● What the exercise asks
Below are some records. Reproduce them exactly from their first line through the line with "of live Moore", inclusive.
+++++
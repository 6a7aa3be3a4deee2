//! Fixed-size cell grids.
//!
//! A [`Board`] is one generation's worth of cell state: a `width x height`
//! rectangle of booleans (`true` = alive) stored row-major. Boards are never
//! resized in place; [`Board::reshaped`] builds a new board that keeps the
//! overlapping region.
//!
//! [`NeighborCounts`] has the same shape and holds the number of live Moore
//! neighbors per cell (0 through 8). It is a read-only diagnostic view.
//!
//! All accessors take unsigned coordinates and return `None` (or `false`)
//! when the coordinate is outside the grid. Wrapping and culling policy
//! belongs to the universe, not to the grid.

use serde::{Deserialize, Serialize};

/// Compute the row-major offset of `(x, y)` in a `width x height` grid.
///
/// Returns `None` when the coordinate is out of range or the offset would
/// overflow.
const fn cell_index(width: usize, height: usize, x: usize, y: usize) -> Option<usize> {
    if x >= width || y >= height {
        return None;
    }
    match y.checked_mul(width) {
        Some(row_start) => row_start.checked_add(x),
        None => None,
    }
}

/// Number of cells in a `width x height` grid, or `None` if either
/// dimension is zero or the product overflows.
const fn cell_count(width: usize, height: usize) -> Option<usize> {
    if width == 0 || height == 0 {
        return None;
    }
    width.checked_mul(height)
}

// ---------------------------------------------------------------------------
// Board
// ---------------------------------------------------------------------------

/// One generation of cell state.
///
/// Both dimensions are at least 1. Indexing is `(x, y)` with
/// `x in [0, width)` and `y in [0, height)`.
#[derive(Debug, Clone, PartialEq, Eq, Hash, Serialize, Deserialize)]
#[serde(try_from = "RawBoard", into = "RawBoard")]
pub struct Board {
    width: usize,
    height: usize,
    cells: Vec<bool>,
}

impl Board {
    /// Create an all-dead board.
    ///
    /// Returns `None` if either dimension is zero or the cell count would
    /// overflow `usize`.
    pub fn dead(width: usize, height: usize) -> Option<Self> {
        let count = cell_count(width, height)?;
        Some(Self {
            width,
            height,
            cells: vec![false; count],
        })
    }

    /// Create an all-dead board with the same dimensions as this one.
    pub fn dead_like(&self) -> Self {
        Self {
            width: self.width,
            height: self.height,
            cells: vec![false; self.cells.len()],
        }
    }

    /// Board width (the `x` extent).
    pub const fn width(&self) -> usize {
        self.width
    }

    /// Board height (the `y` extent).
    pub const fn height(&self) -> usize {
        self.height
    }

    /// Whether `other` has the same dimensions as this board.
    pub const fn same_shape(&self, other: &Self) -> bool {
        self.width == other.width && self.height == other.height
    }

    /// Read the cell at `(x, y)`.
    pub fn get(&self, x: usize, y: usize) -> Option<bool> {
        let idx = cell_index(self.width, self.height, x, y)?;
        self.cells.get(idx).copied()
    }

    /// Write the cell at `(x, y)`.
    ///
    /// Returns `false` (and writes nothing) if the coordinate is out of range.
    pub fn set(&mut self, x: usize, y: usize, alive: bool) -> bool {
        let Some(idx) = cell_index(self.width, self.height, x, y) else {
            return false;
        };
        match self.cells.get_mut(idx) {
            Some(cell) => {
                *cell = alive;
                true
            }
            None => false,
        }
    }

    /// Flip the cell at `(x, y)` and return its new state.
    pub fn toggle(&mut self, x: usize, y: usize) -> Option<bool> {
        let idx = cell_index(self.width, self.height, x, y)?;
        let cell = self.cells.get_mut(idx)?;
        *cell = !*cell;
        Some(*cell)
    }

    /// Number of live cells.
    pub fn living(&self) -> usize {
        self.cells.iter().filter(|&&alive| alive).count()
    }

    /// Whether every cell is dead.
    pub fn is_empty(&self) -> bool {
        !self.cells.iter().any(|&alive| alive)
    }

    /// Iterate over the rows from `y = 0` downward.
    pub fn rows(&self) -> impl Iterator<Item = &[bool]> {
        self.cells.chunks(self.width.max(1))
    }

    /// Build a new board of the given size holding the overlapping region
    /// of this one. Cells outside the overlap start dead.
    ///
    /// Returns `None` under the same conditions as [`Board::dead`].
    pub fn reshaped(&self, width: usize, height: usize) -> Option<Self> {
        let mut next = Self::dead(width, height)?;
        let overlap_w = width.min(self.width);
        let overlap_h = height.min(self.height);
        for y in 0..overlap_h {
            for x in 0..overlap_w {
                if self.get(x, y) == Some(true) {
                    next.set(x, y, true);
                }
            }
        }
        Some(next)
    }
}

/// Serialized form of a [`Board`], validated on the way in.
#[derive(Clone, Serialize, Deserialize)]
struct RawBoard {
    width: usize,
    height: usize,
    cells: Vec<bool>,
}

impl TryFrom<RawBoard> for Board {
    type Error = String;

    fn try_from(raw: RawBoard) -> Result<Self, Self::Error> {
        let expected = cell_count(raw.width, raw.height)
            .ok_or_else(|| format!("invalid board dimensions {}x{}", raw.width, raw.height))?;
        if raw.cells.len() != expected {
            return Err(format!(
                "board {}x{} needs {expected} cells, found {}",
                raw.width,
                raw.height,
                raw.cells.len()
            ));
        }
        Ok(Self {
            width: raw.width,
            height: raw.height,
            cells: raw.cells,
        })
    }
}

impl From<Board> for RawBoard {
    fn from(board: Board) -> Self {
        Self {
            width: board.width,
            height: board.height,
            cells: board.cells,
        }
    }
}

// ---------------------------------------------------------------------------
// Neighbor counts
// ---------------------------------------------------------------------------

/// Per-cell live neighbor counts for one board, values in `[0, 8]`.
#[derive(Debug, Clone, PartialEq, Eq, Serialize, Deserialize)]
pub struct NeighborCounts {
    width: usize,
    height: usize,
    counts: Vec<u8>,
}

impl NeighborCounts {
    /// Create a zeroed count grid. Same dimension rules as [`Board::dead`].
    pub fn zeroed(width: usize, height: usize) -> Option<Self> {
        let count = cell_count(width, height)?;
        Some(Self {
            width,
            height,
            counts: vec![0; count],
        })
    }

    /// Create a zeroed count grid with the same dimensions as `board`.
    pub fn shaped_like(board: &Board) -> Self {
        Self {
            width: board.width,
            height: board.height,
            counts: vec![0; board.cells.len()],
        }
    }

    /// Grid width.
    pub const fn width(&self) -> usize {
        self.width
    }

    /// Grid height.
    pub const fn height(&self) -> usize {
        self.height
    }

    /// Neighbor count at `(x, y)`.
    pub fn get(&self, x: usize, y: usize) -> Option<u8> {
        let idx = cell_index(self.width, self.height, x, y)?;
        self.counts.get(idx).copied()
    }

    /// Store the neighbor count at `(x, y)`. Out-of-range writes are ignored.
    pub fn set(&mut self, x: usize, y: usize, count: u8) {
        if let Some(slot) =
            cell_index(self.width, self.height, x, y).and_then(|idx| self.counts.get_mut(idx))
        {
            *slot = count;
        }
    }
}

// ---------------------------------------------------------------------------
// Region
// ---------------------------------------------------------------------------

/// A rectangle of cells anchored at a (possibly negative) origin.
///
/// Regions describe clipboard selections and paste targets. They may extend
/// past the board; the universe decides what happens to the overhang.
#[derive(Debug, Clone, Copy, PartialEq, Eq, Hash, Serialize, Deserialize)]
pub struct Region {
    /// Left edge (inclusive).
    pub x: i64,
    /// Top edge (inclusive).
    pub y: i64,
    /// Number of columns.
    pub width: usize,
    /// Number of rows.
    pub height: usize,
}

impl Region {
    /// Create a region from its origin and size.
    pub const fn new(x: i64, y: i64, width: usize, height: usize) -> Self {
        Self {
            x,
            y,
            width,
            height,
        }
    }

    /// Whether the region covers no cells.
    pub const fn is_empty(&self) -> bool {
        self.width == 0 || self.height == 0
    }

    /// Iterate over `(dx, dy)` offsets within the region, row by row.
    pub fn offsets(&self) -> impl Iterator<Item = (usize, usize)> + use<> {
        let width = self.width;
        (0..self.height).flat_map(move |dy| (0..width).map(move |dx| (dx, dy)))
    }
}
+++++
● Solution for this problem
repository 6a7aa3be3a4deee2
//! Fixed-size cell grids.
//!
//! A [`Board`] is one generation's worth of cell state: a `width x height`
//! rectangle of booleans (`true` = alive) stored row-major. Boards are never
//! resized in place; [`Board::reshaped`] builds a new board that keeps the
//! overlapping region.
//!
//! [`NeighborCounts`] has the same shape and holds the number of live Moore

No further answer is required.